DEP and DBP induce cytotoxicity in mouse embryonic stem cells and abnormally enhance neural ectoderm development.

Diethyl phthalate (DEP) and dibutyl phthalate (DBP) are two typical small phthalate esters, extensively used in personal care and consumer products. Although previous studies have linked phthalate esters to several health issues, it is still unclear whether they can affects the early stages of embryonic development. In this study, we evaluated the early developmental neurotoxicity as well as the cytotoxicity of DEP and DBP, using mouse embryonic stem cells (mESCs). Our results showed that both DEP and DBP could decrease mESC viability in a dose-dependent manner. Moreover, while DBP could activate the caspase-3/7 enzymes and cause cell membrane damage as well as intracellular ROS accumulation, interestingly DEP treatment only showed stimulation of ROS production. In addition, DEP and DBP treatment at non-cytotoxic concentrations, abnormally altered the expression levels of several vitally important regulators of embryo development.
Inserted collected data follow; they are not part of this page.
//! Error types for the shopscout crate.
//!
//! Failure kinds stay distinct where callers behave differently: a missing
//! credential must be tellable from a broken endpoint, and an HTTP-level
//! failure from a well-formed response whose body has the wrong shape.

/// Errors that can occur while acquiring or enriching product listings.
#[derive(Debug, thiserror::Error)]
pub enum ScoutError {
    /// A rendering session could not be opened, navigated, or queried.
    #[error("render session fault: {0}")]
    Session(String),

    /// Waiting for page content exceeded the configured deadline.
    #[error("timed out waiting for {0}")]
    Timeout(String),

    /// An HTTP request failed before any response was received.
    #[error("HTTP error: {0}")]
    Http(String),

    /// The server answered with a non-success status.
    #[error("HTTP {status}: {body}")]
    Transport {
        /// Response status code.
        status: u16,
        /// Response body, verbatim.
        body: String,
    },

    /// A response decoded, but the expected fields were not where the pinned
    /// wire contract puts them. Carries the raw body for diagnosis.
    #[error("unexpected response shape: {0}")]
    Shape(String),

    /// No API credential is configured. Raised before any network attempt,
    /// so callers can tell "feature disabled" from "feature broken".
    #[error("missing credential: {0}")]
    MissingCredential(String),

    /// Failed to parse a CSS selector or an HTML document.
    #[error("parse error: {0}")]
    Parse(String),

    /// Invalid configuration.
    #[error("config error: {0}")]
    Config(String),
}

/// Convenience type alias for shopscout results.
pub type Result<T> = std::result::Result<T, ScoutError>;
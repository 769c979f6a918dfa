//! Core record type shared by the acquisition sources and the enricher.

use serde::{Deserialize, Serialize};

/// A single scraped product listing.
///
/// Produced fresh by either acquisition source and never mutated by the
/// sources afterwards; the enricher adds the two `ai_*` annotations in
/// place. Position in the batch is the only correlation between a product
/// and its annotations, so batch order is preserved end-to-end.
#[derive(Debug, Clone, PartialEq, Serialize, Deserialize)]
pub struct Product {
    /// Listing title. Non-empty; cards without a usable title are discarded
    /// before a record exists.
    pub title: String,
    /// Currency-formatted display price (for example `"$29.99"`), when the
    /// listing shows one.
    pub price: Option<String>,
    /// Star rating on a 0.0–5.0 scale, when the listing shows one.
    pub rating: Option<f64>,
    /// Absolute link to the listing. May be empty when the card carries no
    /// usable href.
    pub url: String,
    /// AI-assigned category — one of [`crate::enrich::CATEGORIES`] — or a
    /// degraded-mode sentinel. Absent until enrichment runs.
    #[serde(default, skip_serializing_if = "Option::is_none")]
    pub ai_category: Option<String>,
    /// AI-generated one-sentence sentiment summary, or a degraded-mode
    /// sentinel. Absent until enrichment runs.
    #[serde(default, skip_serializing_if = "Option::is_none")]
    pub ai_sentiment: Option<String>,
}

impl Product {
    /// Create an unannotated record.
    pub fn new(
        title: impl Into<String>,
        price: Option<String>,
        rating: Option<f64>,
        url: impl Into<String>,
    ) -> Self {
        Self {
            title: title.into(),
            price,
            rating,
            url: url.into(),
            ai_category: None,
            ai_sentiment: None,
        }
    }
}
//! CLI entry point: scrape product listings and print them enriched.

use clap::Parser;
use shopscout::ScoutConfig;
use tracing_subscriber::EnvFilter;

#[cfg(feature = "headless")]
use shopscout::render::HeadlessFactory;
#[cfg(not(feature = "headless"))]
use shopscout::render::StaticHttpFactory;

/// Scrape products from a live search page (or the catalog fallback) and
/// enrich them with AI metadata.
#[derive(Parser)]
#[command(name = "shopscout", version, about)]
struct Cli {
    /// Search keyword.
    #[arg(long, default_value = "laptops")]
    query: String,

    /// Maximum number of products to scrape.
    #[arg(long, default_value_t = 5)]
    max: usize,
}

#[tokio::main(flavor = "current_thread")]
async fn main() -> anyhow::Result<()> {
    tracing_subscriber::fmt()
        .with_env_filter(
            EnvFilter::try_from_default_env().unwrap_or_else(|_| EnvFilter::new("shopscout=info")),
        )
        .init();

    let cli = Cli::parse();
    let config = ScoutConfig::from_env();

    #[cfg(feature = "headless")]
    let factory = HeadlessFactory::new(config.scrape.clone());
    #[cfg(not(feature = "headless"))]
    let factory = StaticHttpFactory::new(config.scrape.clone());

    let products = shopscout::scrape(&cli.query, cli.max, factory, &config).await?;
    if products.is_empty() {
        println!("No products found.");
        return Ok(());
    }

    println!("Scraped data:");
    println!("{}", serde_json::to_string_pretty(&products)?);

    let enriched = shopscout::enrich(products, &config.llm).await?;
    println!("Enriched data:");
    println!("{}", serde_json::to_string_pretty(&enriched)?);

    Ok(())
}
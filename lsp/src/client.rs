//! Language client — one process transport plus the LSP handshake.
//!
//! Holding a [`LanguageClient`] is proof of a completed handshake:
//! construction spawns the server, performs `initialize`/`initialized`, and
//! stores the negotiated capabilities. There is no two-phase init.

use std::path::Path;
use std::time::Duration;

use serde_json::Value;
use tokio::sync::mpsc;

use crate::protocol;
use crate::transport::Transport;
use crate::types::{LspError, ServerDescriptor};

/// Default deadline for ordinary requests when the caller supplies none.
pub const DEFAULT_REQUEST_TIMEOUT: Duration = Duration::from_secs(30);

/// Servers can be slow to come up (cold caches, project scans).
const INIT_TIMEOUT: Duration = Duration::from_secs(30);

#[derive(Debug)]
pub struct LanguageClient {
    descriptor: ServerDescriptor,
    transport: Transport,
    capabilities: Value,
}

impl LanguageClient {
    /// Spawn the descriptor's server and complete the LSP handshake.
    pub async fn start(
        descriptor: ServerDescriptor,
        workspace_root: &Path,
    ) -> Result<Self, LspError> {
        let root_uri = protocol::path_to_file_uri(workspace_root)?;
        let transport = Transport::spawn(
            &descriptor.language,
            &descriptor.command,
            &descriptor.args,
            workspace_root,
        )
        .await?;
        Self::handshake(transport, descriptor, &root_uri).await
    }

    /// `initialize` with the fixed broad capability set, then `initialized`.
    pub(crate) async fn handshake(
        transport: Transport,
        descriptor: ServerDescriptor,
        root_uri: &str,
    ) -> Result<Self, LspError> {
        let params = protocol::initialize_params(root_uri, &descriptor.init_options);
        let init_result = match transport
            .send_request("initialize", Some(params), INIT_TIMEOUT)
            .await
        {
            Ok(result) => result,
            Err(e) => {
                transport.shutdown().await;
                return Err(e);
            }
        };

        let capabilities = init_result
            .get("capabilities")
            .cloned()
            .unwrap_or(Value::Null);

        if let Some(info) = init_result.get("serverInfo") {
            tracing::info!(
                server = %descriptor.language,
                name = info.get("name").and_then(|v| v.as_str()).unwrap_or("unknown"),
                version = info.get("version").and_then(|v| v.as_str()).unwrap_or(""),
                "language server initialized"
            );
        }

        if let Err(e) = transport
            .send_notification("initialized", Some(serde_json::json!({})))
            .await
        {
            transport.shutdown().await;
            return Err(e);
        }

        Ok(Self {
            descriptor,
            transport,
            capabilities,
        })
    }

    #[must_use]
    pub fn language(&self) -> &str {
        &self.descriptor.language
    }

    #[must_use]
    pub fn descriptor(&self) -> &ServerDescriptor {
        &self.descriptor
    }

    /// Capabilities the server returned at initialize time.
    #[must_use]
    pub fn capabilities(&self) -> &Value {
        &self.capabilities
    }

    /// True while the handshake's process is still alive. The multiplexer
    /// uses this as the reuse-or-recreate gate.
    #[must_use]
    pub fn is_ready(&self) -> bool {
        self.transport.is_alive()
    }

    pub async fn request(
        &self,
        method: &str,
        params: Option<Value>,
        timeout: Duration,
    ) -> Result<Value, LspError> {
        self.transport.send_request(method, params, timeout).await
    }

    pub async fn notify(&self, method: &str, params: Option<Value>) -> Result<(), LspError> {
        self.transport.send_notification(method, params).await
    }

    /// Register a push-notification listener keyed by method name.
    pub async fn subscribe(&self, method: &str) -> mpsc::UnboundedReceiver<Value> {
        self.transport.subscribe(method).await
    }

    pub async fn shutdown(&self) {
        self.transport.shutdown().await;
    }
}
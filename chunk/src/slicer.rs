//! Line-respecting fixed-size text slicer.
//!
//! Accumulates whole lines (newlines preserved) until adding the next line
//! would exceed the character budget. Concatenating every slice's content
//! reproduces the input text exactly. A single line longer than the budget
//! is split at character boundaries — the size bound dominates.

pub(crate) struct Slice {
    /// Zero-indexed line the slice starts on.
    pub start_line: usize,
    /// Zero-indexed line the slice ends on (inclusive).
    pub end_line: usize,
    pub content: String,
}

pub(crate) fn slice_lines(text: &str, max_chars: usize) -> Vec<Slice> {
    let max_chars = max_chars.max(1);
    let mut slices: Vec<Slice> = Vec::new();
    let mut current = String::new();
    let mut current_chars = 0usize;
    let mut current_start = 0usize;
    let mut prev_line = 0usize;

    for (line_index, segment) in text.split_inclusive('\n').enumerate() {
        let segment_chars = segment.chars().count();

        if segment_chars > max_chars {
            if !current.is_empty() {
                slices.push(Slice {
                    start_line: current_start,
                    end_line: prev_line,
                    content: std::mem::take(&mut current),
                });
                current_chars = 0;
            }
            let chars: Vec<char> = segment.chars().collect();
            for piece in chars.chunks(max_chars) {
                slices.push(Slice {
                    start_line: line_index,
                    end_line: line_index,
                    content: piece.iter().collect(),
                });
            }
            current_start = line_index + 1;
            continue;
        }

        if !current.is_empty() && current_chars + segment_chars > max_chars {
            slices.push(Slice {
                start_line: current_start,
                end_line: prev_line,
                content: std::mem::take(&mut current),
            });
            current_chars = 0;
        }
        if current.is_empty() {
            current_start = line_index;
        }
        current.push_str(segment);
        current_chars += segment_chars;
        prev_line = line_index;
    }

    if !current.is_empty() {
        slices.push(Slice {
            start_line: current_start,
            end_line: prev_line,
            content: current,
        });
    }

    slices
}

#[cfg(test)]
mod tests {
    use super::*;

    fn concat(slices: &[Slice]) -> String {
        slices.iter().map(|s| s.content.as_str()).collect()
    }

    #[test]
    fn empty_text_yields_no_slices() {
        assert!(slice_lines("", 100).is_empty());
    }

    #[test]
    fn short_text_is_one_slice() {
        let slices = slice_lines("one\ntwo\nthree", 100);
        assert_eq!(slices.len(), 1);
        assert_eq!(slices[0].start_line, 0);
        assert_eq!(slices[0].end_line, 2);
        assert_eq!(slices[0].content, "one\ntwo\nthree");
    }

    #[test]
    fn never_splits_inside_a_normal_line() {
        let text = "aaaa\nbbbb\ncccc\ndddd\n";
        let slices = slice_lines(text, 10);
        for slice in &slices {
            // Every slice boundary falls on a line boundary.
            assert!(slice.content.ends_with('\n'));
        }
        assert_eq!(concat(&slices), text);
    }

    #[test]
    fn concatenation_reconstructs_input_exactly() {
        let text = "fn main() {\n    let x = 1;\n    let y = 2;\n}\nno trailing newline";
        for max in [1, 5, 12, 40, 1000] {
            let slices = slice_lines(text, max);
            assert_eq!(concat(&slices), text, "max {max}");
        }
    }

    #[test]
    fn every_slice_respects_the_bound() {
        let mut text = String::new();
        for i in 0..50 {
            text.push_str(&format!("line number {i} with some padding\n"));
        }
        // Include one pathological 400-char line.
        text.push_str(&"x".repeat(400));
        text.push('\n');

        for max in [7, 33, 100, 256] {
            for slice in slice_lines(&text, max) {
                assert!(
                    slice.content.chars().count() <= max,
                    "slice of {} chars exceeds {max}",
                    slice.content.chars().count()
                );
            }
        }
    }

    #[test]
    fn oversized_line_is_hard_split_on_char_boundaries() {
        let text = format!("short\n{}\nshort again", "é".repeat(20));
        let slices = slice_lines(&text, 8);
        assert_eq!(concat(&slices), text);
        for slice in &slices {
            assert!(slice.content.chars().count() <= 8);
        }
        // The split pieces of the long line all report the same line index.
        let long_pieces: Vec<&Slice> = slices
            .iter()
            .filter(|s| s.content.contains('é'))
            .collect();
        assert!(long_pieces.len() >= 3);
        assert!(long_pieces.iter().all(|s| s.start_line == 1 && s.end_line == 1));
    }

    #[test]
    fn line_indices_track_the_source() {
        let text = "a\nb\nc\nd\ne\n";
        let slices = slice_lines(text, 4); // two 2-char lines per slice
        assert_eq!(slices.len(), 3);
        assert_eq!((slices[0].start_line, slices[0].end_line), (0, 1));
        assert_eq!((slices[1].start_line, slices[1].end_line), (2, 3));
        assert_eq!((slices[2].start_line, slices[2].end_line), (4, 4));
    }
}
For instance, neural ectoderm markers, such as Pax6, Nestin, Sox1 and Sox3, were significantly up-regulated upon DEP and DBP exposure. In conclusion, our work suggests a potential developmental toxicity of DEP and DBP on mammals, especially for neural ectoderm specification. Our findings help better understand the association between health problems and DEP/DBP exposure and most significantly remind us of the importance of additional health risk tests for these two largely used chemicals.